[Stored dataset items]
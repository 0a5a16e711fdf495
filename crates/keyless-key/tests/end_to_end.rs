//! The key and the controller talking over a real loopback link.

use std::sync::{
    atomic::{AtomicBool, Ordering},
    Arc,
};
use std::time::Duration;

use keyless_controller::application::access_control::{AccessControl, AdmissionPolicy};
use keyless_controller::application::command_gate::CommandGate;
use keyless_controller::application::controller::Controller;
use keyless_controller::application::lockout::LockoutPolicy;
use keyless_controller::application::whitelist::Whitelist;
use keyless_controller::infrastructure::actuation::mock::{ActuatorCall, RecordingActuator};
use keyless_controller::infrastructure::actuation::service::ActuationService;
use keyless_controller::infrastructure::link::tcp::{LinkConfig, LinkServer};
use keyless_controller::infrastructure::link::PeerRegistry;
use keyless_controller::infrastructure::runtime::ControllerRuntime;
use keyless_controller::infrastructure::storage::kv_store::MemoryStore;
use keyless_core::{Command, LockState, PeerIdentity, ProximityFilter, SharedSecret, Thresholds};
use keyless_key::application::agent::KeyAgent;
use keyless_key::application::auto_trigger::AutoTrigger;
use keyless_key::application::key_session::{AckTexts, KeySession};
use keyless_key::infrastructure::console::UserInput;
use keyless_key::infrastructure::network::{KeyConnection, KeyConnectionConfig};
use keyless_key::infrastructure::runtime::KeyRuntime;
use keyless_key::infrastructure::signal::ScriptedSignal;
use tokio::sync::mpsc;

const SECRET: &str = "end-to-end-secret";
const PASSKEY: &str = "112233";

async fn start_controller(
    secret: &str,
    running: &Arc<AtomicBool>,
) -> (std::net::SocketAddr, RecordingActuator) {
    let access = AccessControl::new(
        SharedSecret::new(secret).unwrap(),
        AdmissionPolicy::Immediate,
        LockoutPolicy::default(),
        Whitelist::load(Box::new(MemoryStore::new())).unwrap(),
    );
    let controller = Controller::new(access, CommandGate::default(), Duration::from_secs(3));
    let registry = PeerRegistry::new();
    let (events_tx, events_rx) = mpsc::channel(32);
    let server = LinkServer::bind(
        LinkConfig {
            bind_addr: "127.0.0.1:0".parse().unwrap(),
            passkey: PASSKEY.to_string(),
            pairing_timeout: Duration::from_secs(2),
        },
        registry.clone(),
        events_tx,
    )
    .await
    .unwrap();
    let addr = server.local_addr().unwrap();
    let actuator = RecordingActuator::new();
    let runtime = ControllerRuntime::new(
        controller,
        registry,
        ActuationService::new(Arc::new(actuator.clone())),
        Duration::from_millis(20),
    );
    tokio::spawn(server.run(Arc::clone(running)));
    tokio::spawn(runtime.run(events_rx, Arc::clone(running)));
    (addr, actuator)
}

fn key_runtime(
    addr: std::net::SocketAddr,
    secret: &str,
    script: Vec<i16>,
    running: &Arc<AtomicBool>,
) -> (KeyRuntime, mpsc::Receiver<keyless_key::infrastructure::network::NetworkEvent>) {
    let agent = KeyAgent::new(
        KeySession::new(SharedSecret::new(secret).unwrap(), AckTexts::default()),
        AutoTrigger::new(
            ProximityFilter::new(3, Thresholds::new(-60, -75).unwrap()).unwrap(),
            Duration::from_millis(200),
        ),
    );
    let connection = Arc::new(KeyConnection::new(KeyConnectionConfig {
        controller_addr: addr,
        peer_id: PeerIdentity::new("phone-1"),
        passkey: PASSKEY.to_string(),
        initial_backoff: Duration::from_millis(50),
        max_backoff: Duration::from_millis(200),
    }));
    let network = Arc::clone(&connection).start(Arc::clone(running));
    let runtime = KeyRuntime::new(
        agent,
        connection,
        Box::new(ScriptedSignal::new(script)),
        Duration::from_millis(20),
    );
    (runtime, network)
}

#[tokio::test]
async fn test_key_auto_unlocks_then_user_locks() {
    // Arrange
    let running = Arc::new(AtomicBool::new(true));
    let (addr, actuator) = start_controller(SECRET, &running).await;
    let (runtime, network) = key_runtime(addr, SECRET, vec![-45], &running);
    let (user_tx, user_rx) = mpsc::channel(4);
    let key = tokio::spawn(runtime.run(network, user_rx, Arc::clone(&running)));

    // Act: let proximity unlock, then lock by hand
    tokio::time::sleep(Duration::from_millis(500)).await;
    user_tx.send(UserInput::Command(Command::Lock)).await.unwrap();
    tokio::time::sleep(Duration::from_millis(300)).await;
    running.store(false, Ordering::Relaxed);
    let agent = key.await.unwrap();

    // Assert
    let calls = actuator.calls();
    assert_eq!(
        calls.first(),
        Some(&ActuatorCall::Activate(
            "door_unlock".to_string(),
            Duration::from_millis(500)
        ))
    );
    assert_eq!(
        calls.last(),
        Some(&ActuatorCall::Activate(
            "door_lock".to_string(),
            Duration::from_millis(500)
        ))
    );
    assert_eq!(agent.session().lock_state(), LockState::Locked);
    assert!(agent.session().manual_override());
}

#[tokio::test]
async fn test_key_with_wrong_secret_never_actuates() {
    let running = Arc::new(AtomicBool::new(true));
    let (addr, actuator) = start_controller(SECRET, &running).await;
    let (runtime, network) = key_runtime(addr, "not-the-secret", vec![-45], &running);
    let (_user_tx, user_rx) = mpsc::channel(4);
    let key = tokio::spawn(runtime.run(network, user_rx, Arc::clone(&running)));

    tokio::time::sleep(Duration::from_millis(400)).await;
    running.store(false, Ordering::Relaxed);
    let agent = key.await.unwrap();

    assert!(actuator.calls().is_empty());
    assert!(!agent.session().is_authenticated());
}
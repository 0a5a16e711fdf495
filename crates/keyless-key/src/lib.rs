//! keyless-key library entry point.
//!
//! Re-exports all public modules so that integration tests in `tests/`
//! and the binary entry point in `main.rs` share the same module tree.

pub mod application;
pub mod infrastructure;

Exercise requirements: Output each entry once again, exactly as shown above.

Result of the task:
repository 0a5a16e711fdf495
filename crates/keyless-key/tests/end_to_end.rs
//! The key and the controller talking over a real loopback link.

use std::sync::{
    atomic::{AtomicBool, Ordering},
    Arc,
};
use std::time::Duration;

use keyless_controller::application::access_control::{AccessControl, AdmissionPolicy};
use keyless_controller::application::command_gate::CommandGate;
use keyless_controller::application::controller::Controller;
use keyless_controller::application::lockout::LockoutPolicy;
use keyless_controller::application::whitelist::Whitelist;
use keyless_controller::infrastructure::actuation::mock::{ActuatorCall, RecordingActuator};
use keyless_controller::infrastructure::actuation::service::ActuationService;
use keyless_controller::infrastructure::link::tcp::{LinkConfig, LinkServer};
use keyless_controller::infrastructure::link::PeerRegistry;
use keyless_controller::infrastructure::runtime::ControllerRuntime;
use keyless_controller::infrastructure::storage::kv_store::MemoryStore;
use keyless_core::{Command, LockState, PeerIdentity, ProximityFilter, SharedSecret, Thresholds};
use keyless_key::application::agent::KeyAgent;
use keyless_key::application::auto_trigger::AutoTrigger;
use keyless_key::application::key_session::{AckTexts, KeySession};
use keyless_key::infrastructure::console::UserInput;
use keyless_key::infrastructure::network::{KeyConnection, KeyConnectionConfig};
use keyless_key::infrastructure::runtime::KeyRuntime;
use keyless_key::infrastructure::signal::ScriptedSignal;
use tokio::sync::mpsc;

const SECRET: &str = "end-to-end-secret";
const PASSKEY: &str = "112233";

async fn start_controller(
    secret: &str,
    running: &Arc<AtomicBool>,
) -> (std::net::SocketAddr, RecordingActuator) {
    let access = AccessControl::new(
        SharedSecret::new(secret).unwrap(),
        AdmissionPolicy::Immediate,
        LockoutPolicy::default(),
        Whitelist::load(Box::new(MemoryStore::new())).unwrap(),
    );
    let controller = Controller::new(access, CommandGate::default(), Duration::from_secs(3));
    let registry = PeerRegistry::new();
    let (events_tx, events_rx) = mpsc::channel(32);
    let server = LinkServer::bind(
        LinkConfig {
            bind_addr: "127.0.0.1:0".parse().unwrap(),
            passkey: PASSKEY.to_string(),
            pairing_timeout: Duration::from_secs(2),
        },
        registry.clone(),
        events_tx,
    )
    .await
    .unwrap();
    let addr = server.local_addr().unwrap();
    let actuator = RecordingActuator::new();
    let runtime = ControllerRuntime::new(
        controller,
        registry,
        ActuationService::new(Arc::new(actuator.clone())),
        Duration::from_millis(20),
    );
    tokio::spawn(server.run(Arc::clone(running)));
    tokio::spawn(runtime.run(events_rx, Arc::clone(running)));
    (addr, actuator)
}

fn key_runtime(
    addr: std::net::SocketAddr,
    secret: &str,
    script: Vec<i16>,
    running: &Arc<AtomicBool>,
) -> (KeyRuntime, mpsc::Receiver<keyless_key::infrastructure::network::NetworkEvent>) {
    let agent = KeyAgent::new(
        KeySession::new(SharedSecret::new(secret).unwrap(), AckTexts::default()),
        AutoTrigger::new(
            ProximityFilter::new(3, Thresholds::new(-60, -75).unwrap()).unwrap(),
            Duration::from_millis(200),
        ),
    );
    let connection = Arc::new(KeyConnection::new(KeyConnectionConfig {
        controller_addr: addr,
        peer_id: PeerIdentity::new("phone-1"),
        passkey: PASSKEY.to_string(),
        initial_backoff: Duration::from_millis(50),
        max_backoff: Duration::from_millis(200),
    }));
    let network = Arc::clone(&connection).start(Arc::clone(running));
    let runtime = KeyRuntime::new(
        agent,
        connection,
        Box::new(ScriptedSignal::new(script)),
        Duration::from_millis(20),
    );
    (runtime, network)
}

#[tokio::test]
async fn test_key_auto_unlocks_then_user_locks() {
    // Arrange
    let running = Arc::new(AtomicBool::new(true));
    let (addr, actuator) = start_controller(SECRET, &running).await;
    let (runtime, network) = key_runtime(addr, SECRET, vec![-45], &running);
    let (user_tx, user_rx) = mpsc::channel(4);
    let key = tokio::spawn(runtime.run(network, user_rx, Arc::clone(&running)));

    // Act: let proximity unlock, then lock by hand
    tokio::time::sleep(Duration::from_millis(500)).await;
    user_tx.send(UserInput::Command(Command::Lock)).await.unwrap();
    tokio::time::sleep(Duration::from_millis(300)).await;
    running.store(false, Ordering::Relaxed);
    let agent = key.await.unwrap();

    // Assert
    let calls = actuator.calls();
    assert_eq!(
        calls.first(),
        Some(&ActuatorCall::Activate(
            "door_unlock".to_string(),
            Duration::from_millis(500)
        ))
    );
    assert_eq!(
        calls.last(),
        Some(&ActuatorCall::Activate(
            "door_lock".to_string(),
            Duration::from_millis(500)
        ))
    );
    assert_eq!(agent.session().lock_state(), LockState::Locked);
    assert!(agent.session().manual_override());
}

#[tokio::test]
async fn test_key_with_wrong_secret_never_actuates() {
    let running = Arc::new(AtomicBool::new(true));
    let (addr, actuator) = start_controller(SECRET, &running).await;
    let (runtime, network) = key_runtime(addr, "not-the-secret", vec![-45], &running);
    let (_user_tx, user_rx) = mpsc::channel(4);
    let key = tokio::spawn(runtime.run(network, user_rx, Arc::clone(&running)));

    tokio::time::sleep(Duration::from_millis(400)).await;
    running.store(false, Ordering::Relaxed);
    let agent = key.await.unwrap();

    assert!(actuator.calls().is_empty());
    assert!(!agent.session().is_authenticated());
}
repository 0a5a16e711fdf495
filename crates/keyless-key/src/lib.rs
//! keyless-key library entry point.
//!
//! Re-exports all public modules so that integration tests in `tests/`
//! and the binary entry point in `main.rs` share the same module tree.

pub mod application;
pub mod infrastructure;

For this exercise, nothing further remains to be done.